*** Begin section ***

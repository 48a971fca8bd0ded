use std::sync::{Arc, Mutex};
use std::time::{Duration, Instant};

use serde::Serialize;

use crate::util::lock_unpoisoned;

/// Durations derived from the connection-level events observed while an
/// attempt executed. Pairs whose events never fired read as zero, so a
/// transport that cannot see a phase (a reused connection skips DNS and
/// the handshakes) still produces a coherent snapshot.
#[derive(Clone, Debug, Default, PartialEq, Eq, Serialize)]
pub struct TraceInfo {
    /// Time spent resolving the host name.
    pub dns_lookup_time: Duration,
    /// Time from asking the pool for a connection to obtaining one,
    /// including any dial and handshake.
    pub conn_time: Duration,
    /// Time spent establishing the TCP connection.
    pub tcp_conn_time: Duration,
    /// Time spent in the TLS handshake.
    pub tls_handshake_time: Duration,
    /// Time from the request being fully written to the first
    /// response byte.
    pub server_time: Duration,
    /// Time from the first response byte to the attempt completing.
    pub response_time: Duration,
    /// Wall time of the whole attempt.
    pub total_time: Duration,
    /// Whether the connection came from the pool.
    pub is_conn_reused: bool,
    /// Whether the pooled connection had been sitting idle.
    pub is_conn_was_idle: bool,
    /// How long the pooled connection had been idle.
    pub conn_idle_time: Duration,
}

#[derive(Debug, Default)]
struct TraceEvents {
    dns_start: Option<Instant>,
    dns_done: Option<Instant>,
    conn_requested: Option<Instant>,
    conn_obtained: Option<Instant>,
    connect_start: Option<Instant>,
    connect_done: Option<Instant>,
    tls_start: Option<Instant>,
    tls_done: Option<Instant>,
    request_written: Option<Instant>,
    first_response_byte: Option<Instant>,
    conn_reused: bool,
    conn_was_idle: bool,
    conn_idle_time: Duration,
}

/// Shared event sink a transport stamps while executing one attempt.
///
/// The executor plants a recorder in the outgoing request's
/// [`http::Extensions`] when client tracing is enabled; transports that
/// support tracing clone it out and call the stamping methods for the
/// phases they can observe. Stamping is optional per phase.
#[derive(Clone, Debug, Default)]
pub struct TraceRecorder {
    events: Arc<Mutex<TraceEvents>>,
}

impl TraceRecorder {
    pub fn new() -> Self {
        Self::default()
    }

    pub fn dns_start(&self) {
        lock_unpoisoned(&self.events).dns_start = Some(Instant::now());
    }

    pub fn dns_done(&self) {
        lock_unpoisoned(&self.events).dns_done = Some(Instant::now());
    }

    pub fn conn_requested(&self) {
        lock_unpoisoned(&self.events).conn_requested = Some(Instant::now());
    }

    pub fn conn_obtained(&self, reused: bool, was_idle: bool, idle_time: Duration) {
        let mut events = lock_unpoisoned(&self.events);
        events.conn_obtained = Some(Instant::now());
        events.conn_reused = reused;
        events.conn_was_idle = was_idle;
        events.conn_idle_time = idle_time;
    }

    pub fn connect_start(&self) {
        lock_unpoisoned(&self.events).connect_start = Some(Instant::now());
    }

    pub fn connect_done(&self) {
        lock_unpoisoned(&self.events).connect_done = Some(Instant::now());
    }

    pub fn tls_handshake_start(&self) {
        lock_unpoisoned(&self.events).tls_start = Some(Instant::now());
    }

    pub fn tls_handshake_done(&self) {
        lock_unpoisoned(&self.events).tls_done = Some(Instant::now());
    }

    pub fn request_written(&self) {
        lock_unpoisoned(&self.events).request_written = Some(Instant::now());
    }

    pub fn first_response_byte(&self) {
        lock_unpoisoned(&self.events).first_response_byte = Some(Instant::now());
    }
}

/// Brackets one attempt: created when the attempt starts, snapshotted
/// into a [`TraceInfo`] when it ends.
#[derive(Clone, Debug)]
pub(crate) struct ClientTrace {
    started_at: Instant,
    recorder: TraceRecorder,
}

fn span(start: Option<Instant>, end: Option<Instant>) -> Duration {
    match (start, end) {
        (Some(start), Some(end)) => end.saturating_duration_since(start),
        _ => Duration::ZERO,
    }
}

impl ClientTrace {
    pub(crate) fn begin() -> Self {
        Self {
            started_at: Instant::now(),
            recorder: TraceRecorder::new(),
        }
    }

    pub(crate) fn recorder(&self) -> TraceRecorder {
        self.recorder.clone()
    }

    pub(crate) fn finish(&self) -> TraceInfo {
        let ended_at = Instant::now();
        let events = lock_unpoisoned(&self.recorder.events);

        TraceInfo {
            dns_lookup_time: span(events.dns_start, events.dns_done),
            conn_time: span(events.conn_requested, events.conn_obtained),
            tcp_conn_time: span(events.connect_start, events.connect_done),
            tls_handshake_time: span(events.tls_start, events.tls_done),
            server_time: span(events.request_written, events.first_response_byte),
            response_time: span(events.first_response_byte, Some(ended_at)),
            total_time: ended_at.saturating_duration_since(self.started_at),
            is_conn_reused: events.conn_reused,
            is_conn_was_idle: events.conn_was_idle,
            conn_idle_time: events.conn_idle_time,
        }
    }
}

*** End section ***

__WHAT NEEDS TO BE DONE__. Filter the records down to the lines that contain the string "spent", and copy those lines.

__ANSWER__.
    /// Time spent resolving the host name.
    /// Time spent establishing the TCP connection.
    /// Time spent in the TLS handshake.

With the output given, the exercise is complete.